排查线上问题时,最怕日志乱成一团。比如凌晨三点,服务器突然报警,你打开日志文件,看到的却是这样的内容:
2024-05-13 03:21:05 ERROR User login failed for user=admin from IP=192.168.3.111, reason=invalid password, duration=230ms想查来源IP?得靠字符串匹配。想统计失败次数?写脚本切字段。时间一长,光是解析日志就累得够呛。
JSON让日志变“结构化”
{"timestamp": "2024-05-13T03:21:05Z", "level": "ERROR", "event": "user_login_failed", "user": "admin", "client_ip": "192.168.3.111", "reason": "invalid password", "duration_ms": 230}每个字段都清清楚楚,不用再靠正则去“猜”数据。IP就是client_ip,错误原因就是reason,直接拿就能用。
排查效率提升不止一点点
在实际排错中,这种差别特别明显。比如你想查某个IP在10分钟内触发了多少次登录失败,用JSON日志配合ELK或Loki这类工具,一条查询语句就行:
{job="auth-service"} |~ `\"client_ip\":\"192.168.3.111\"` | json | reason == "invalid password"如果是纯文本日志,你得先处理引号、转义、字段位置偏移,稍不注意就漏数据。
服务之间传日志也更省心
现在大多是微服务架构,A服务调B服务,中间经过网关、鉴权、缓存。如果每层都用JSON输出日志,并带上同一个request_id,那你从头到尾追踪一次请求就像看流水线一样顺畅。
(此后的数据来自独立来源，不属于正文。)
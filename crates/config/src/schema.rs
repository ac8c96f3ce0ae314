use std::path::PathBuf;

use {
    secrecy::{ExposeSecret, Secret},
    serde::{Deserialize, Serialize},
};

/// Which backend implementation handles every request for the life of the
/// process. Fixed at startup, never mutated at runtime.
#[derive(Debug, Clone, Copy, Default, Serialize, Deserialize, PartialEq, Eq)]
#[serde(rename_all = "snake_case")]
pub enum BackendKind {
    /// Locally hosted model runtime (Ollama).
    #[default]
    Local,
    /// Hosted generation API (Gemini).
    Hosted,
}

/// Top-level process configuration.
#[derive(Debug, Clone, Serialize, Deserialize)]
#[serde(default)]
pub struct CourierConfig {
    /// Which backend handles requests.
    pub backend: BackendKind,

    /// Directory for downloaded media. Created at startup if missing.
    /// Files accumulate for the life of the deployment (no cleanup policy).
    pub data_dir: PathBuf,

    /// Override for the built-in system instruction.
    #[serde(skip_serializing_if = "Option::is_none")]
    pub system_prompt: Option<String>,

    /// Upper bound on concurrently in-flight backend calls.
    pub max_concurrent_requests: usize,

    pub ollama: OllamaConfig,
    pub gemini: GeminiConfig,
    pub telegram: TelegramConfig,
    pub discord: DiscordConfig,
}

impl Default for CourierConfig {
    fn default() -> Self {
        Self {
            backend: BackendKind::default(),
            data_dir: PathBuf::from("data"),
            system_prompt: None,
            max_concurrent_requests: 8,
            ollama: OllamaConfig::default(),
            gemini: GeminiConfig::default(),
            telegram: TelegramConfig::default(),
            discord: DiscordConfig::default(),
        }
    }
}

/// Local backend (Ollama) settings.
#[derive(Debug, Clone, Serialize, Deserialize)]
#[serde(default)]
pub struct OllamaConfig {
    /// Base URL of the Ollama server.
    pub base_url: String,

    /// Model name, e.g. "qwen3-vl:2b".
    pub model: String,
}

impl Default for OllamaConfig {
    fn default() -> Self {
        Self {
            base_url: "http://127.0.0.1:11434".to_string(),
            model: "qwen3-vl:2b".to_string(),
        }
    }
}

/// Hosted backend (Gemini) settings.
#[derive(Clone, Serialize, Deserialize)]
#[serde(default)]
pub struct GeminiConfig {
    /// API key for the generation API.
    #[serde(serialize_with = "serialize_secret")]
    pub api_key: Secret<String>,

    /// Model name, e.g. "gemini-1.5-flash".
    pub model: String,

    /// Base URL of the generation API.
    pub base_url: String,
}

impl Default for GeminiConfig {
    fn default() -> Self {
        Self {
            api_key: Secret::new(String::new()),
            model: "gemini-1.5-flash".to_string(),
            base_url: "https://generativelanguage.googleapis.com".to_string(),
        }
    }
}

impl std::fmt::Debug for GeminiConfig {
    fn fmt(&self, f: &mut std::fmt::Formatter<'_>) -> std::fmt::Result {
        f.debug_struct("GeminiConfig")
            .field("api_key", &"[REDACTED]")
            .field("model", &self.model)
            .field("base_url", &self.base_url)
            .finish()
    }
}

/// Telegram adapter settings.
#[derive(Clone, Serialize, Deserialize)]
#[serde(default)]
pub struct TelegramConfig {
    /// Bot token from @BotFather.
    #[serde(serialize_with = "serialize_secret")]
    pub token: Secret<String>,
}

impl Default for TelegramConfig {
    fn default() -> Self {
        Self {
            token: Secret::new(String::new()),
        }
    }
}

impl std::fmt::Debug for TelegramConfig {
    fn fmt(&self, f: &mut std::fmt::Formatter<'_>) -> std::fmt::Result {
        f.debug_struct("TelegramConfig")
            .field("token", &"[REDACTED]")
            .finish()
    }
}

/// Discord adapter settings.
#[derive(Clone, Serialize, Deserialize)]
#[serde(default)]
pub struct DiscordConfig {
    /// Bot token from the Discord developer portal.
    #[serde(serialize_with = "serialize_secret")]
    pub token: Secret<String>,
}

impl Default for DiscordConfig {
    fn default() -> Self {
        Self {
            token: Secret::new(String::new()),
        }
    }
}

impl std::fmt::Debug for DiscordConfig {
    fn fmt(&self, f: &mut std::fmt::Formatter<'_>) -> std::fmt::Result {
        f.debug_struct("DiscordConfig")
            .field("token", &"[REDACTED]")
            .finish()
    }
}

fn serialize_secret<S: serde::Serializer>(
    secret: &Secret<String>,
    serializer: S,
) -> Result<S::Ok, S::Error> {
    serializer.serialize_str(secret.expose_secret())
}
use std::path::{Path, PathBuf};

use tracing::{debug, warn};

use crate::{env_subst::substitute_env, schema::CourierConfig};

const CONFIG_FILENAME: &str = "courier.toml";

/// Load config from the given path.
pub fn load_config(path: &Path) -> anyhow::Result<CourierConfig> {
    let raw = std::fs::read_to_string(path)
        .map_err(|e| anyhow::anyhow!("failed to read {}: {e}", path.display()))?;
    let raw = substitute_env(&raw);
    let cfg = toml::from_str(&raw)
        .map_err(|e| anyhow::anyhow!("failed to parse {}: {e}", path.display()))?;
    Ok(cfg)
}

/// Discover and load config from standard locations.
///
/// Search order:
/// 1. explicit `path` argument (errors are fatal for an explicit path)
/// 2. `./courier.toml` (project-local)
/// 3. `~/.config/courier/courier.toml` (user-global)
///
/// Returns `CourierConfig::default()` if no config file is found.
pub fn discover_and_load(path: Option<&Path>) -> anyhow::Result<CourierConfig> {
    if let Some(path) = path {
        debug!(path = %path.display(), "loading config");
        return load_config(path);
    }

    if let Some(found) = find_config_file() {
        debug!(path = %found.display(), "loading config");
        match load_config(&found) {
            Ok(cfg) => return Ok(cfg),
            Err(e) => {
                warn!(path = %found.display(), error = %e, "failed to load config, using defaults");
            },
        }
    } else {
        debug!("no config file found, using defaults");
    }
    Ok(CourierConfig::default())
}

/// Find the first config file in standard locations.
fn find_config_file() -> Option<PathBuf> {
    let local = PathBuf::from(CONFIG_FILENAME);
    if local.exists() {
        return Some(local);
    }

    if let Some(dirs) = directories::ProjectDirs::from("", "", "courier") {
        let global = dirs.config_dir().join(CONFIG_FILENAME);
        if global.exists() {
            return Some(global);
        }
    }

    None
}

#[cfg(test)]
#[allow(clippy::unwrap_used, clippy::expect_used)]
mod tests {
    use super::*;

    #[test]
    fn loads_toml_file() {
        let dir = tempfile::tempdir().unwrap();
        let path = dir.path().join("courier.toml");
        std::fs::write(&path, "backend = \"hosted\"\n").unwrap();

        let cfg = load_config(&path).unwrap();
        assert_eq!(cfg.backend, crate::schema::BackendKind::Hosted);
    }

    #[test]
    fn explicit_missing_path_is_an_error() {
        let dir = tempfile::tempdir().unwrap();
        let missing = dir.path().join("nope.toml");
        assert!(discover_and_load(Some(&missing)).is_err());
    }

    #[test]
    fn env_placeholders_substituted_before_parse() {
        let dir = tempfile::tempdir().unwrap();
        let path = dir.path().join("courier.toml");
        std::fs::write(
            &path,
            "[telegram]\ntoken = \"${COURIER_LOADER_TEST_TOKEN}\"\n",
        )
        .unwrap();

        // Unset var: placeholder survives as a literal.
        let cfg = load_config(&path).unwrap();
        use secrecy::ExposeSecret;
        assert_eq!(
            cfg.telegram.token.expose_secret(),
            "${COURIER_LOADER_TEST_TOKEN}"
        );
    }
}
use thiserror::Error;

#[derive(Debug, Error)]
pub enum Error {
    #[error(transparent)]
    Discord(#[from] serenity::Error),

    #[error(transparent)]
    Reqwest(#[from] reqwest::Error),

    #[error(transparent)]
    Io(#[from] std::io::Error),

    #[error("{message}")]
    Message { message: String },
}

impl Error {
    #[must_use]
    pub fn message(message: impl Into<String>) -> Self {
        Self::Message {
            message: message.into(),
        }
    }
}

pub type Result<T> = std::result::Result<T, Error>;
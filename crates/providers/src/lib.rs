//! LLM backend implementations and selection.

pub mod envelope;
pub mod gemini;
pub mod ollama;

use std::sync::Arc;

use {async_trait::async_trait, courier_config::{BackendKind, CourierConfig}};

pub use crate::{
    envelope::{Envelope, DEFAULT_IMAGE_PROMPT},
    gemini::GeminiBackend,
    ollama::OllamaBackend,
};

/// Shared HTTP client for backends.
///
/// All backends that don't need custom redirect/proxy settings reuse this
/// client to share connection pools, DNS cache, and TLS sessions.
pub fn shared_http_client() -> &'static reqwest::Client {
    static CLIENT: std::sync::LazyLock<reqwest::Client> =
        std::sync::LazyLock::new(reqwest::Client::new);
    &CLIENT
}

/// A pluggable component that turns an [`Envelope`] into model-generated
/// text.
#[async_trait]
pub trait Backend: Send + Sync {
    fn name(&self) -> &str;

    /// Model identifier (e.g. "qwen3-vl:2b", "gemini-1.5-flash").
    fn model(&self) -> &str;

    /// Whether this backend accepts image attachments. Backends that return
    /// false receive text-only envelopes; the dispatcher drops the image
    /// with a warning.
    fn supports_vision(&self) -> bool {
        false
    }

    /// Produce a completion for the envelope.
    ///
    /// On success the result is always a string — implementations coerce a
    /// missing completion field to `""` so the sanitizer's fallback applies
    /// uniformly.
    async fn generate(&self, envelope: &Envelope) -> anyhow::Result<String>;
}

/// Resolve the configured backend. Called exactly once at startup; the
/// returned backend handles every request for the life of the process.
pub fn build_backend(config: &CourierConfig) -> anyhow::Result<Arc<dyn Backend>> {
    match config.backend {
        BackendKind::Local => Ok(Arc::new(OllamaBackend::from_config(&config.ollama))),
        BackendKind::Hosted => Ok(Arc::new(GeminiBackend::from_config(&config.gemini)?)),
    }
}

#[cfg(test)]
#[allow(clippy::unwrap_used, clippy::expect_used)]
mod tests {
    use super::*;

    #[test]
    fn local_config_selects_ollama() {
        let config = CourierConfig::default();
        let backend = build_backend(&config).unwrap();
        assert_eq!(backend.name(), "ollama");
        assert!(backend.supports_vision());
    }

    #[test]
    fn hosted_config_selects_gemini() {
        let config = CourierConfig {
            backend: BackendKind::Hosted,
            gemini: courier_config::GeminiConfig {
                api_key: secrecy::Secret::new("k".into()),
                ..Default::default()
            },
            ..Default::default()
        };
        let backend = build_backend(&config).unwrap();
        assert_eq!(backend.name(), "gemini");
        assert!(!backend.supports_vision());
    }

    #[test]
    fn hosted_without_api_key_is_rejected() {
        let config = CourierConfig {
            backend: BackendKind::Hosted,
            ..Default::default()
        };
        assert!(build_backend(&config).is_err());
    }
}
比如你在网关看到一个失败请求,复制它的request_id,直接去其他服务的日志里搜索,所有相关操作一目了然,不用再靠时间和IP去拼凑线索。
也不是所有场景都适合
当然,JSON也不是万能的。有些嵌入式设备或者老系统,资源紧张,拼JSON字符串反而增加负担。还有些运维人员习惯看文本日志,一下子切换不适应。
但如果你在做新项目,尤其是基于容器、云原生的环境,直接上JSON格式输出日志,后续对接Prometheus、Grafana、Fluentd这些工具会轻松很多。
别等到出问题才后悔日志难查。从第一行日志开始,就让它规规矩矩地输出成JSON,后面少踩不少坑。